[Start of Attachment]

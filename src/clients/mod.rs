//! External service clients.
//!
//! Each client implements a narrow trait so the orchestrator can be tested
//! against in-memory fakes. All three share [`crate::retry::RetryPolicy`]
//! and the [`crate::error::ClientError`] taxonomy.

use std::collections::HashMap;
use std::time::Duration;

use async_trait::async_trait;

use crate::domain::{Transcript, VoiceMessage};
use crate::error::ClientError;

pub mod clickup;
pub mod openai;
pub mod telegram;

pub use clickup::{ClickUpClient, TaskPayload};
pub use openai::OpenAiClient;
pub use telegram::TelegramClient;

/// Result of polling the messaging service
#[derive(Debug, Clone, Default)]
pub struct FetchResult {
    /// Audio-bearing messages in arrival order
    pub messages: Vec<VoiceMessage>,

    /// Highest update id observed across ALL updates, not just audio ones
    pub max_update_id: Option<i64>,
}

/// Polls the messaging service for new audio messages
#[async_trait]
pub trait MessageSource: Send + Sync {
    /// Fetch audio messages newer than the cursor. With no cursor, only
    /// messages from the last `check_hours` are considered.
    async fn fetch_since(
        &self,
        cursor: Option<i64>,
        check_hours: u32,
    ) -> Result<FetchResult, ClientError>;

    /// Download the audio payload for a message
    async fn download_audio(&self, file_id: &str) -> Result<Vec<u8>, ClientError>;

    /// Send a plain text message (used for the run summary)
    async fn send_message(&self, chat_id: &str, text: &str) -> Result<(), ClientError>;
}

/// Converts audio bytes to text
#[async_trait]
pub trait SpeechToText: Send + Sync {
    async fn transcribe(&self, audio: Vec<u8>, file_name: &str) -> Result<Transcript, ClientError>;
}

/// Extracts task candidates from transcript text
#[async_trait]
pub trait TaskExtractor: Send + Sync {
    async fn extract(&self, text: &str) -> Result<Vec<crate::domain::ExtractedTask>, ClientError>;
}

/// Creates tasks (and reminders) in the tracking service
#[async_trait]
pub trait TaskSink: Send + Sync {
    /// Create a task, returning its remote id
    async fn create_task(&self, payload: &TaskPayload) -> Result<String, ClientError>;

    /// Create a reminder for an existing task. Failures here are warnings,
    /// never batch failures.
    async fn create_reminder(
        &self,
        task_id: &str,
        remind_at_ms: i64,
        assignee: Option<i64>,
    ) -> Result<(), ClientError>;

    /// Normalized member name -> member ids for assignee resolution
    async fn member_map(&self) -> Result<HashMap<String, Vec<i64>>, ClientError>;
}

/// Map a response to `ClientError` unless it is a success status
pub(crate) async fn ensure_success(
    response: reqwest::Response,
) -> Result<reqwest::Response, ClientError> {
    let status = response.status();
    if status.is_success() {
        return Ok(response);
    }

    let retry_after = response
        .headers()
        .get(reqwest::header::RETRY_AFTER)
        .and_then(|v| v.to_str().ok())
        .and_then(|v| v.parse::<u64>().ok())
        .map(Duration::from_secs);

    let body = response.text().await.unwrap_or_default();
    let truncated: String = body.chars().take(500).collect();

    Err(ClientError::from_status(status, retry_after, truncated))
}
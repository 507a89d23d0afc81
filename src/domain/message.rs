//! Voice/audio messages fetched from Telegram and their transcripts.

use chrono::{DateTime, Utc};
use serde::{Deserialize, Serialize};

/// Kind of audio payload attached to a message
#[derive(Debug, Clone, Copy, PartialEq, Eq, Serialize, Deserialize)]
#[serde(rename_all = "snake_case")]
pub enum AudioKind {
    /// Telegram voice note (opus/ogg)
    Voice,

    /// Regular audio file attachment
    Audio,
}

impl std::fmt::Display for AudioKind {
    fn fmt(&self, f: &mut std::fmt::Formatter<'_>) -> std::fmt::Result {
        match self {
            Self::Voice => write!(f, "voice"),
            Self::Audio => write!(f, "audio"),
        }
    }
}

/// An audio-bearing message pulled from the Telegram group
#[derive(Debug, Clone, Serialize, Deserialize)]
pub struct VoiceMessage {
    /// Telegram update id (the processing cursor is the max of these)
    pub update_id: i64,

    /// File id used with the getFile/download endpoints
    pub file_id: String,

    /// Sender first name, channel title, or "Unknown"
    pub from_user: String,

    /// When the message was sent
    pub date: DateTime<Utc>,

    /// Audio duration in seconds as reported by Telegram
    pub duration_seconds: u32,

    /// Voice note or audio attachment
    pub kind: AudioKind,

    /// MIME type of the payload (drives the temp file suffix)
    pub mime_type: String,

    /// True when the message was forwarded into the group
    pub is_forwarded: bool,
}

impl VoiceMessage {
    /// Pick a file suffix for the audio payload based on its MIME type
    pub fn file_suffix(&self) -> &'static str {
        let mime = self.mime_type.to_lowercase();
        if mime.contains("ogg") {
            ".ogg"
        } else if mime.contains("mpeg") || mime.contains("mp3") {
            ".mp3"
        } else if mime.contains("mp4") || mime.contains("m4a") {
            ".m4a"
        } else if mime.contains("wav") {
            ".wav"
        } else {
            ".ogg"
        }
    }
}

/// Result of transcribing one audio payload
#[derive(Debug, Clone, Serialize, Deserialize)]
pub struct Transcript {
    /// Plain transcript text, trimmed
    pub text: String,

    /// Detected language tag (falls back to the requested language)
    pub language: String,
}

[End of Attachment]

- _Task item_
Filter the records above for the string "Deserialize" and copy each matching line.

- _Exercise output_
use serde::{Deserialize, Serialize};
#[derive(Debug, Clone, Copy, PartialEq, Eq, Serialize, Deserialize)]
#[derive(Debug, Clone, Serialize, Deserialize)]
#[derive(Debug, Clone, Serialize, Deserialize)]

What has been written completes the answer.